Chapter Fourteen
Misunderstood
The photographs appeared at eleven on a Thursday morning, which I know because Clara texted me at exactly that time.
Have you seen the Daily Post? Don't panic. Call me.
I opened the link.
The headline: Lancaster Wife and Ex-Boyfriend: The Truth Behind the Marriage?
The photographs: three of them, taken outside my studio three days earlier. Ethan and me. His hand on my arm. My face tilted up toward his, eyes bright — I'd been furious, telling him for the fourth time to leave me alone, and apparently fury and devastation photograph the same way.
I'd been crying. Not about Ethan. About the contract. About a piece of paper that said I wasn't allowed to feel the things I was feeling.
The photos didn't show any of that.
I sat with the phone in my hand and thought about calling Lucas. Then I thought about what he would see when he looked at those photos — and my chest went cold.
He came home at seven.
I knew immediately. The energy in the apartment was different. He set down his keys with the particular care of a man keeping himself very controlled.
"Lucas—"
"I saw them."
"He came to the studio. I told him to go. I've told him four times."
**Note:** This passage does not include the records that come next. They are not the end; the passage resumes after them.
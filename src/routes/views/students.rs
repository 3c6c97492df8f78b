use std::sync::Arc;

use askama::Template;
use axum::{
    Form, Router,
    extract::{Query, State},
    response::Redirect,
    routing::{get, post},
};
use serde::Deserialize;

use super::{HtmlError, HtmlResult, PageId, PageMeta, render};
use crate::{services::ServiceContext, services::input, state::AppState};

struct ClassroomOption {
    id: i32,
    name: String,
    selected: bool,
}

#[derive(Template)]
#[template(path = "student_form.html")]
struct StudentFormTemplate {
    meta: PageMeta,
    classrooms: Vec<ClassroomOption>,
}

#[derive(Debug, Default, Deserialize)]
#[serde(default)]
pub struct StudentForm {
    pub name: String,
    pub classroom_id: String,
    pub guardian_phone: String,
}

/// `/students/new?classroom_id=3` preselects the classroom.
#[derive(Debug, Default, Deserialize)]
#[serde(default)]
pub struct NewStudentQuery {
    pub classroom_id: Option<i32>,
}

pub fn router(state: Arc<AppState>) -> Router {
    Router::new()
        .route("/students/new", get(new_student).post(create_student))
        .route("/students/{student_id}/delete", post(delete_student))
        .with_state(state)
}

async fn new_student(
    State(state): State<Arc<AppState>>,
    Query(query): Query<NewStudentQuery>,
) -> HtmlResult {
    let classrooms = ServiceContext::from_state(state.as_ref())
        .classroom()
        .list()
        .await?
        .into_iter()
        .map(|classroom| ClassroomOption {
            selected: query.classroom_id == Some(classroom.id),
            id: classroom.id,
            name: classroom.name,
        })
        .collect();
    render(
        &StudentFormTemplate {
            meta: PageMeta::current(),
            classrooms,
        },
        "student form",
    )
}

async fn create_student(
    State(state): State<Arc<AppState>>,
    Form(form): Form<StudentForm>,
) -> Result<Redirect, HtmlError> {
    let classroom_id = input::parse_id("Classroom", &form.classroom_id)?;
    let student = ServiceContext::from_state(state.as_ref())
        .student()
        .create_from_text(&form.name, classroom_id, &form.guardian_phone)
        .await?;
    Ok(Redirect::to(&format!("/classrooms/{}", student.classroom_id)))
}

async fn delete_student(
    State(state): State<Arc<AppState>>,
    PageId(student_id): PageId,
) -> Result<Redirect, HtmlError> {
    ServiceContext::from_state(state.as_ref())
        .student()
        .delete(student_id)
        .await?;
    Ok(Redirect::to("/classrooms"))
}
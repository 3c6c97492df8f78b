use std::sync::Arc;

use axum::{Router, middleware as axum_middleware};
use tower_http::trace::TraceLayer;

use crate::state::AppState;

use super::{api, middleware, views};

pub const API_PREFIX: &str = "/api/v1";

pub fn router(state: Arc<AppState>) -> Router {
    compose(api::router(state.clone()), views::router(state))
}

/// [`router`] wrapped in the error and tracing layers used in production.
pub fn app(state: Arc<AppState>) -> Router {
    with_layers(router(state))
}

/// Mounts the API under [`API_PREFIX`] next to the pages. Each side catches
/// its own panics so a page never answers with a JSON envelope.
fn compose(api: Router, pages: Router) -> Router {
    Router::new()
        .nest(API_PREFIX, api.layer(middleware::catch_panic_layer()))
        .merge(pages.layer(middleware::catch_panic_page_layer()))
}

fn with_layers(router: Router) -> Router {
    router
        .layer(axum_middleware::from_fn(middleware::json_error_middleware))
        .layer(TraceLayer::new_for_http())
}
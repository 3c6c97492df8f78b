//! Parsing of raw, text-typed input into the values the services accept.
//!
//! Browsers submit every field as text; anything that does not parse is a
//! validation error rather than being coerced.

use crate::error::AppError;

/// Trims `value` and rejects it when nothing is left.
pub fn required_text(field: &str, value: &str) -> Result<String, AppError> {
    let trimmed = value.trim();
    if trimmed.is_empty() {
        return Err(AppError::validation(format!("{field} required")));
    }
    Ok(trimmed.to_string())
}

pub fn parse_phone(raw: &str) -> Result<i64, AppError> {
    raw.trim()
        .parse::<i64>()
        .map_err(|_| AppError::validation(format!("Guardian phone must be a number, got '{raw}'")))
}

pub fn parse_id(field: &str, raw: &str) -> Result<i32, AppError> {
    raw.trim()
        .parse::<i32>()
        .map_err(|_| AppError::validation(format!("{field} must be a number, got '{raw}'")))
}

pub fn parse_flag(raw: &str) -> Result<i32, AppError> {
    raw.trim()
        .parse::<i32>()
        .map_err(|_| AppError::validation(format!("Presence flag must be a number, got '{raw}'")))
}

/// A submitted roll call: the date plus the roster names and presence flags
/// in the order the form listed them.
#[derive(Debug, Clone, PartialEq, Eq)]
pub struct RollCallForm {
    pub date: String,
    pub names: Vec<String>,
    pub flags: Vec<i32>,
}

impl RollCallForm {
    /// Builds the batch from url-encoded pairs. `name` and `present` repeat
    /// once per student and are paired by position; unknown keys are ignored.
    pub fn from_pairs(pairs: Vec<(String, String)>) -> Result<Self, AppError> {
        let mut date = None;
        let mut names = Vec::new();
        let mut flags = Vec::new();

        for (key, value) in pairs {
            match key.as_str() {
                "date" => date = Some(value),
                "name" => names.push(value),
                "present" => flags.push(parse_flag(&value)?),
                _ => {}
            }
        }

        let date = date.unwrap_or_default();
        required_text("Date", &date)?;
        Ok(Self { date, names, flags })
    }
}

#[cfg(test)]
mod tests {
    use super::{RollCallForm, parse_flag, parse_phone, required_text};
    use crate::error::AppError;

    fn pairs(raw: &[(&str, &str)]) -> Vec<(String, String)> {
        raw.iter()
            .map(|(key, value)| (key.to_string(), value.to_string()))
            .collect()
    }

    #[test]
    fn required_text_trims_and_rejects_blank() {
        assert_eq!(required_text("Name", "  3B ").expect("valid"), "3B");
        let err = required_text("Name", " \t").expect_err("blank should fail");
        assert!(matches!(err, AppError::Validation(_)));
    }

    #[test]
    fn phone_must_be_an_integer() {
        assert_eq!(parse_phone(" 5511987654321 ").expect("valid"), 5511987654321);
        assert!(matches!(parse_phone("55-11"), Err(AppError::Validation(_))));
        assert!(matches!(parse_phone(""), Err(AppError::Validation(_))));
    }

    #[test]
    fn flags_are_kept_verbatim() {
        assert_eq!(parse_flag("1").expect("valid"), 1);
        assert_eq!(parse_flag("2").expect("valid"), 2);
        assert!(matches!(parse_flag("yes"), Err(AppError::Validation(_))));
    }

    #[test]
    fn roll_call_pairs_names_and_flags_in_order() {
        let form = RollCallForm::from_pairs(pairs(&[
            ("date", "2024-05-01"),
            ("name", "Ana"),
            ("present", "1"),
            ("name", "beto"),
            ("present", "0"),
        ]))
        .expect("form should parse");

        assert_eq!(form.date, "2024-05-01");
        assert_eq!(form.names, ["Ana", "beto"]);
        assert_eq!(form.flags, [1, 0]);
    }

    #[test]
    fn roll_call_date_is_kept_verbatim() {
        let form = RollCallForm::from_pairs(pairs(&[
            ("date", " 1 de maio "),
            ("name", "Ana"),
            ("present", "1"),
        ]))
        .expect("form should parse");
        assert_eq!(form.date, " 1 de maio ");
    }

    #[test]
    fn roll_call_requires_a_date() {
        let err = RollCallForm::from_pairs(pairs(&[("name", "Ana"), ("present", "1")]))
            .expect_err("missing date should fail");
        assert_eq!(err.message(), "Date required");
    }

    #[test]
    fn roll_call_rejects_non_numeric_flags() {
        let err = RollCallForm::from_pairs(pairs(&[
            ("date", "2024-05-01"),
            ("name", "Ana"),
            ("present", "sim"),
        ]))
        .expect_err("non-numeric flag should fail");
        assert!(matches!(err, AppError::Validation(_)));
    }
}
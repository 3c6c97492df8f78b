use anyhow::Result;
use serde::{Deserialize, Serialize};

use super::{defaults, envconfig::EnvConfig, validate};

#[derive(Debug, Clone, Deserialize, Serialize, Default)]
#[serde(default, deny_unknown_fields)]
pub struct AppConfig {
    pub general: GeneralConfig,
    pub logging: LoggingConfig,
    pub database: DatabaseConfig,
}

impl AppConfig {
    pub fn from_env() -> Result<Self> {
        <Self as EnvConfig>::from_env()
    }
}

impl EnvConfig for AppConfig {
    fn validate(&self) -> Result<()> {
        validate::validate(self)
    }
}

#[derive(Debug, Clone, Deserialize, Serialize)]
#[serde(default, deny_unknown_fields)]
pub struct GeneralConfig {
    pub host: String,
    pub port: u16,
}

impl Default for GeneralConfig {
    fn default() -> Self {
        Self {
            host: defaults::DEFAULT_HOST.to_string(),
            port: defaults::DEFAULT_PORT as u16,
        }
    }
}

#[derive(Debug, Clone, Deserialize, Serialize)]
#[serde(default, deny_unknown_fields)]
pub struct LoggingConfig {
    pub rust_log: String,
}

impl Default for LoggingConfig {
    fn default() -> Self {
        Self {
            rust_log: defaults::DEFAULT_RUST_LOG.to_string(),
        }
    }
}

#[derive(Debug, Clone, Deserialize, Serialize)]
#[serde(default, deny_unknown_fields)]
pub struct DatabaseConfig {
    pub url: String,
    pub max_connections: u32,
    pub min_idle: u32,
}

impl Default for DatabaseConfig {
    fn default() -> Self {
        Self {
            url: defaults::DEFAULT_DATABASE_URL.to_string(),
            max_connections: defaults::DEFAULT_DB_MAX_CONNECTIONS as u32,
            min_idle: defaults::DEFAULT_DB_MIN_IDLE as u32,
        }
    }
}

impl DatabaseConfig {
    /// A private in-memory SQLite database. The pool is pinned to one
    /// connection because every new `:memory:` connection starts empty.
    pub fn in_memory() -> Self {
        Self {
            url: "sqlite::memory:".to_string(),
            max_connections: 1,
            min_idle: 1,
        }
    }
}
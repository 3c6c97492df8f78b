use std::backtrace::Backtrace;

use tracing_subscriber::{EnvFilter, fmt};

/// Installs the global subscriber. `RUST_LOG` takes precedence over the
/// configured filter.
pub fn init_tracing(log_level: &str) {
    let filter = EnvFilter::try_from_default_env().unwrap_or_else(|_| EnvFilter::new(log_level));
    fmt().with_env_filter(filter).with_target(false).init();
    set_panic_hook();
}

fn set_panic_hook() {
    std::panic::set_hook(Box::new(|info| {
        let message = if let Some(message) = info.payload().downcast_ref::<&str>() {
            *message
        } else if let Some(message) = info.payload().downcast_ref::<String>() {
            message.as_str()
        } else {
            "unknown panic"
        };

        let backtrace = Backtrace::capture();

        match info.location() {
            Some(location) => tracing::error!(
                panic = %message,
                location = %location,
                backtrace = %backtrace,
                "panic"
            ),
            None => tracing::error!(panic = %message, backtrace = %backtrace, "panic"),
        }
    }));
}
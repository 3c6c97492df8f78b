use axum::{
    Json,
    http::StatusCode,
    response::{IntoResponse, Response},
};
use serde::Serialize;

use crate::error::AppError;

pub type ApiResult<T> = Result<JsonApiResponse<T>, AppError>;

/// Envelope shared by every `/api` response.
#[derive(Debug, Serialize)]
pub struct JsonApiResponse<T: Serialize> {
    pub status: u16,
    pub message: String,
    pub data: T,
}

impl<T: Serialize> JsonApiResponse<T> {
    pub fn ok(data: T) -> ApiResult<T> {
        Ok(Self {
            status: StatusCode::OK.as_u16(),
            message: "ok".to_string(),
            data,
        })
    }

    pub fn with_status(status: StatusCode, message: impl Into<String>, data: T) -> ApiResult<T> {
        Ok(Self {
            status: status.as_u16(),
            message: message.into(),
            data,
        })
    }
}

impl JsonApiResponse<serde_json::Value> {
    pub(crate) fn from_error(err: &AppError) -> Self {
        Self {
            status: status_for(err).as_u16(),
            message: err.message().to_string(),
            data: serde_json::Value::Null,
        }
    }
}

impl IntoResponse for AppError {
    fn into_response(self) -> Response {
        JsonApiResponse::from_error(&self).into_response()
    }
}

impl<T: Serialize> IntoResponse for JsonApiResponse<T> {
    fn into_response(self) -> Response {
        let status = StatusCode::from_u16(self.status).unwrap_or(StatusCode::INTERNAL_SERVER_ERROR);
        (status, Json(self)).into_response()
    }
}

pub fn status_for(err: &AppError) -> StatusCode {
    match err {
        AppError::Validation(_) => StatusCode::BAD_REQUEST,
        AppError::NotFound(_) => StatusCode::NOT_FOUND,
        AppError::Internal(_) => StatusCode::INTERNAL_SERVER_ERROR,
    }
}
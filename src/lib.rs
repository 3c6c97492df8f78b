pub mod config;
pub mod db;
pub mod error;
pub mod logging;
pub mod response;
pub mod routes;
pub mod services;
pub mod state;
pub mod test_helpers;
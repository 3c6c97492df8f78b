use std::sync::Arc;

use sea_orm::DatabaseConnection;

use crate::config::AppConfig;

/// Process-wide state handed to every request handler.
#[derive(Clone)]
pub struct AppState {
    pub config: AppConfig,
    pub db: DatabaseConnection,
}

impl AppState {
    pub fn new(config: AppConfig, db: DatabaseConnection) -> Arc<Self> {
        Arc::new(Self { config, db })
    }
}
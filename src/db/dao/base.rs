use sea_orm::{
    ActiveModelBehavior, ActiveModelTrait, DatabaseConnection, EntityTrait, IntoActiveModel,
    PrimaryKeyTrait, Select,
};

use super::error::{DaoLayerError, DaoResult};

pub type ModelOf<D> = <<D as DaoBase>::Entity as EntityTrait>::Model;
type PrimaryKeyValue<D> =
    <<<D as DaoBase>::Entity as EntityTrait>::PrimaryKey as PrimaryKeyTrait>::ValueType;

/// Row-level access shared by every entity keyed by an auto-increment
/// integer id.
#[async_trait::async_trait]
pub trait DaoBase: Clone + Send + Sync + Sized {
    type Entity: EntityTrait + Send + Sync;
    /// Name used in not-found errors.
    const ENTITY_NAME: &'static str;

    fn new(db: &DatabaseConnection) -> Self;

    fn db(&self) -> &DatabaseConnection;

    /// Inserts the row and returns it with its assigned id.
    async fn create<A>(&self, active: A) -> DaoResult<ModelOf<Self>>
    where
        A: ActiveModelTrait<Entity = Self::Entity> + ActiveModelBehavior + Send,
        ModelOf<Self>: IntoActiveModel<A>,
    {
        active.insert(self.db()).await.map_err(DaoLayerError::Db)
    }

    async fn find_by_id(&self, id: i32) -> DaoResult<ModelOf<Self>>
    where
        PrimaryKeyValue<Self>: From<i32>,
    {
        let model = Self::Entity::find_by_id(id)
            .one(self.db())
            .await
            .map_err(DaoLayerError::Db)?;

        model.ok_or(DaoLayerError::NotFound {
            entity: Self::ENTITY_NAME,
            id,
        })
    }

    /// Every row the shaped query yields. There is no paging: rosters and
    /// attendance histories are small.
    async fn find_all<F>(&self, apply: F) -> DaoResult<Vec<ModelOf<Self>>>
    where
        F: FnOnce(Select<Self::Entity>) -> Select<Self::Entity> + Send,
    {
        apply(Self::Entity::find())
            .all(self.db())
            .await
            .map_err(DaoLayerError::Db)
    }

    async fn delete(&self, id: i32) -> DaoResult<i32>
    where
        PrimaryKeyValue<Self>: From<i32>,
    {
        let result = Self::Entity::delete_by_id(id)
            .exec(self.db())
            .await
            .map_err(DaoLayerError::Db)?;

        if result.rows_affected == 0 {
            return Err(DaoLayerError::NotFound {
                entity: Self::ENTITY_NAME,
                id,
            });
        }

        Ok(id)
    }
}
He looked at me. His face was composed. That careful, absolute composure that I now knew cost him something.
"The photos suggest otherwise," he said.
"Then the photos are wrong."
The silence stretched.
I watched him and waited for something — an argument, a confrontation, the version of Lucas who'd terminated a business partnership over the word hobby — and instead I got stillness.
A withdrawal.
"I'm not interested in Carter," I said. Steady. Clear. "I have never been interested in going back to Carter."
He looked at me for a long moment.
Then he crossed to his study. Put his hand on the door.
"Get some rest," he said. And closed it.
I stood in the living room alone.
He believed me. I thought he believed me. But something had closed in him like a shutter and I didn't know how to open it and that was the worst part — not the accusation, but the distance.
I didn't knock.
I should have.
I went to my room instead and lay on top of the covers and thought about how much could go unsaid between two people who'd contracted themselves to say nothing important.